Judge Rafael Gamboa eagerly awaits the day he becomes a disheveled creepy-looking fifty-year-old photographer so he can easily convince women to follow him into his apartment to take off their clothes.
"Sex! Slaughter! Apartment wrestling!"
Silly title? Check. Ridiculous premise? Check. Occasionally self-aware but mostly awful writing? Check. Hilarious deaths? Check. Nudity involving faux lesbians? Check. "Ah ha," you say. "B-horror movie, right?" Wrong! Do not be fooled, ladies and gentlemen of the court. This is a full-blown softcore porn movie with a very thin veneer masking its naughtiness. "Great! That means more fun, right? More naked girls, more laughs; cool!" Well, not really.
Facts of the Case
Creepy photographer guy brings girl to apartment, girl strips to underwear and cavorts, girl strips to bare flesh and cavorts, girl gets killed by mysterious entity; repeat as necessary.
Since the film doesn't care about acting, dialogue, or story, it will only waste time to talk about them. If you're the person who would willingly pick up this title, you wouldn't care about them either. So let's move on to what matters.
The film's first nude scene seems promising, as it appears the filmmakers are trying very earnestly to please almost every taste they can within the limits of soft pornography.
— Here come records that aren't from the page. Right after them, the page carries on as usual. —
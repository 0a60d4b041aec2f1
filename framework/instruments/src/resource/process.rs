use std::ffi::OsStr;

use parking_lot::Mutex;
use sysinfo::{ProcessRefreshKind, ProcessesToUpdate, System};

use model_tunnel_core::prelude::SampleError;

use super::{ResourceSampler, ResourceUsage};

/// Samples processes running on the local host, matched by exact process name.
///
/// CPU is the usage accumulated since the previous sample summed across all matching processes,
/// so it may exceed 100% on multi-core hosts. Memory is resident memory as a percentage of total
/// host memory.
pub struct ProcessSampler {
    system: Mutex<System>,
}

impl std::fmt::Debug for ProcessSampler {
    fn fmt(&self, f: &mut std::fmt::Formatter<'_>) -> std::fmt::Result {
        f.debug_struct("ProcessSampler").finish_non_exhaustive()
    }
}

impl Default for ProcessSampler {
    fn default() -> Self {
        Self::new()
    }
}

impl ProcessSampler {
    pub fn new() -> Self {
        let mut system = System::new();
        // CPU usage is a delta, so take a baseline now.
        refresh(&mut system);
        Self {
            system: Mutex::new(system),
        }
    }
}

fn refresh(system: &mut System) {
    system.refresh_memory();
    system.refresh_processes_specifics(
        ProcessesToUpdate::All,
        true,
        ProcessRefreshKind::nothing().with_cpu().with_memory(),
    );
}

impl ResourceSampler for ProcessSampler {
    fn sample(&self, target: &str) -> Result<ResourceUsage, SampleError> {
        let mut system = self.system.lock();
        refresh(&mut system);

        let total_memory = system.total_memory();
        let (matched, cpu, memory) = system
            .processes_by_exact_name(OsStr::new(target))
            .fold((0usize, 0.0f64, 0u64), |(n, cpu, mem), p| {
                (n + 1, cpu + f64::from(p.cpu_usage()), mem + p.memory())
            });

        if matched == 0 {
            return Err(SampleError::NotFound(target.to_string()));
        }
        if total_memory == 0 {
            return Err(SampleError::Malformed {
                target: target.to_string(),
                reason: "host reported no total memory".to_string(),
            });
        }

        Ok(ResourceUsage {
            cpu_percent: cpu,
            mem_percent: memory as f64 / total_memory as f64 * 100.0,
        })
    }
}
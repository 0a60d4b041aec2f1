use tabled::Tabled;

#[derive(Debug, Clone, PartialEq, Tabled)]
pub struct OperationRow {
    pub operation_id: String,
    #[tabled(display = "float2_or_na")]
    pub avg_time_ms: Option<f64>,
    #[tabled(display = "float2_or_na")]
    pub min_time_ms: Option<f64>,
    #[tabled(display = "float2_or_na")]
    pub max_time_ms: Option<f64>,
    pub total_operations: usize,
    pub failed_operations: usize,
}

fn float2_or_na(n: &Option<f64>) -> String {
    match n {
        Some(n) => format!("{:.2}", n),
        None => "n/a".to_string(),
    }
}
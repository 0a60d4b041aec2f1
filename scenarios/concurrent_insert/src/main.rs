use model_tunnel_engines::prelude::*;

fn teardown(ctx: &mut RunnerContext) -> HookResult {
    // Leave the stores empty for whichever scenario runs next.
    for engine in ctx.engines() {
        ctx.executor()
            .execute_in_place(async {
                engine.execute(&Operation::Clear).await?;
                Ok::<_, anyhow::Error>(())
            })?;
        log::info!("Cleared {}", engine.name());
    }

    Ok(())
}

fn main() -> ModelTunnelResult<()> {
    // 1000 products split across 5 workers, 200 each.
    let builder = ScenarioDefinitionBuilder::new_with_init(env!("CARGO_PKG_NAME"))
        .with_workload(Workload::ConcurrentInsert)
        .with_default_workers(5)
        .with_default_tiers(vec![1000])
        .use_setup(register_engines)
        .use_teardown(teardown);

    run(builder)?;

    Ok(())
}
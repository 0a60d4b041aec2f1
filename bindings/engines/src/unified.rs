use std::sync::Arc;
use std::time::{Duration, Instant};

use futures::FutureExt;

use model_tunnel_core::prelude::{
    AdapterError, EngineAdapter, InsertMode, Operation, OperationKind, Record, Shard, ShardPool,
    WorkUnit,
};
use model_tunnel_instruments::{report_operation, OperationRecord, Reporter};

use crate::store::DocumentStore;

pub const UNIFIED_ENGINE: &str = "unified";

/// The single multi-model engine: every operation goes to one store.
pub struct UnifiedAdapter {
    store: Arc<dyn DocumentStore>,
    processes: Vec<String>,
    pool: ShardPool,
    reporter: Arc<Reporter>,
}

impl UnifiedAdapter {
    /// `workers` bounds how many shards of a concurrent insert are written at once.
    pub fn new(
        store: Arc<dyn DocumentStore>,
        processes: Vec<String>,
        workers: usize,
        reporter: Arc<Reporter>,
    ) -> Self {
        Self {
            store,
            processes,
            pool: ShardPool::new(workers),
            reporter,
        }
    }

    fn error(&self, operation: OperationKind, source: anyhow::Error) -> AdapterError {
        AdapterError::backend(self.store.backend(), operation, source)
    }

    async fn bulk_insert(
        &self,
        shards: &[Shard],
        mode: InsertMode,
    ) -> Result<Duration, AdapterError> {
        let units: Vec<WorkUnit> = match mode {
            InsertMode::Serial => {
                let store = self.store.clone();
                let shards = shards.to_vec();
                vec![async move {
                    for shard in shards {
                        insert(store.as_ref(), &shard).await?;
                    }
                    Ok::<_, AdapterError>(())
                }
                .boxed()]
            }
            InsertMode::Concurrent => shards
                .iter()
                .map(|shard| {
                    let store = self.store.clone();
                    let shard = shard.clone();
                    async move { insert(store.as_ref(), &shard).await }.boxed()
                })
                .collect(),
        };

        self.pool.run_timed(units).await
    }

    async fn point_lookup(&self, id: &str) -> Result<Duration, AdapterError> {
        let started = Instant::now();
        let found = self
            .store
            .find_one(id)
            .await
            .map_err(|e| self.error(OperationKind::PointLookup, e))?;
        let elapsed = started.elapsed();

        match found {
            Some(_) => Ok(elapsed),
            None => Err(AdapterError::NotFound {
                backend: self.store.backend().to_string(),
                id: id.to_string(),
            }),
        }
    }

    async fn aggregate(&self) -> Result<Duration, AdapterError> {
        let started = Instant::now();
        let groups = self
            .store
            .average_price_by_category()
            .await
            .map_err(|e| self.error(OperationKind::Aggregate, e))?;
        let elapsed = started.elapsed();

        log::trace!("Unified aggregation returned {} categories", groups.len());
        Ok(elapsed)
    }

    async fn clear(&self) -> Result<Duration, AdapterError> {
        let started = Instant::now();
        self.store
            .delete_all()
            .await
            .map_err(|e| self.error(OperationKind::Clear, e))?;
        Ok(started.elapsed())
    }
}

async fn insert(store: &dyn DocumentStore, shard: &[Record]) -> Result<(), AdapterError> {
    store
        .insert_many(shard)
        .await
        .map_err(|e| AdapterError::backend(store.backend(), OperationKind::BulkInsert, e))
}

#[async_trait::async_trait]
impl EngineAdapter for UnifiedAdapter {
    fn name(&self) -> &str {
        UNIFIED_ENGINE
    }

    fn processes(&self) -> &[String] {
        &self.processes
    }

    async fn execute(&self, operation: &Operation) -> Result<Duration, AdapterError> {
        let record = OperationRecord::new(format!("{UNIFIED_ENGINE}.{}", operation.kind()))
            .with_attr("backend", self.store.backend());

        let result = match operation {
            Operation::BulkInsert { shards, mode } => self.bulk_insert(shards, *mode).await,
            Operation::PointLookup { id } => self.point_lookup(id).await,
            Operation::Aggregate => self.aggregate().await,
            Operation::Clear => self.clear().await,
        };

        report_operation(&self.reporter, record, &result);
        result
    }
}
The scene is a photo shoot (a.k.a. gratuitous sex) involving a blonde (Tatianna Stone) and a brunette (Darian Caine) whose combined physical attributes essentially cover all the bases of mainstream tastes. There's even a bit of foot fetish thrown in for good measure. The problem? These girls are horrible at pretending to be lesbian. They kiss each other like awkward eighth graders, they bob up and down inexplicably, and they cannot look interested in each other to save humanity. They're so bad at pretending (and the cameraman so woefully incompetent) that at one point when they are doing the sixty-nine it becomes painfully obvious that one girl is licking the inside of the other's thigh while the other girl is licking her own hand, which she has placed over the other girl's naughty bits in an attempt to look as if she's doing something she clearly doesn't want to do. That's not even remotely arousing; it's just pathetic. And yes, it's funny too, but it doesn't seem it was intended to be so.
Anyway, that is the first of four nude scenes, and they all suffer from the same problems. List time!
1) The cameraman (or woman; let's stick to he, it's more likely) is the textbook definition of an empowered moron. This is a porn movie, right? What do I want to see? Anatomies! Can I see them if the camera is flailing around like an Irish fly on St. Paddy's Day? Heck no! Do I want to be seasick instead of feeling horny and/or amused? Double heck no! Boo cameraman!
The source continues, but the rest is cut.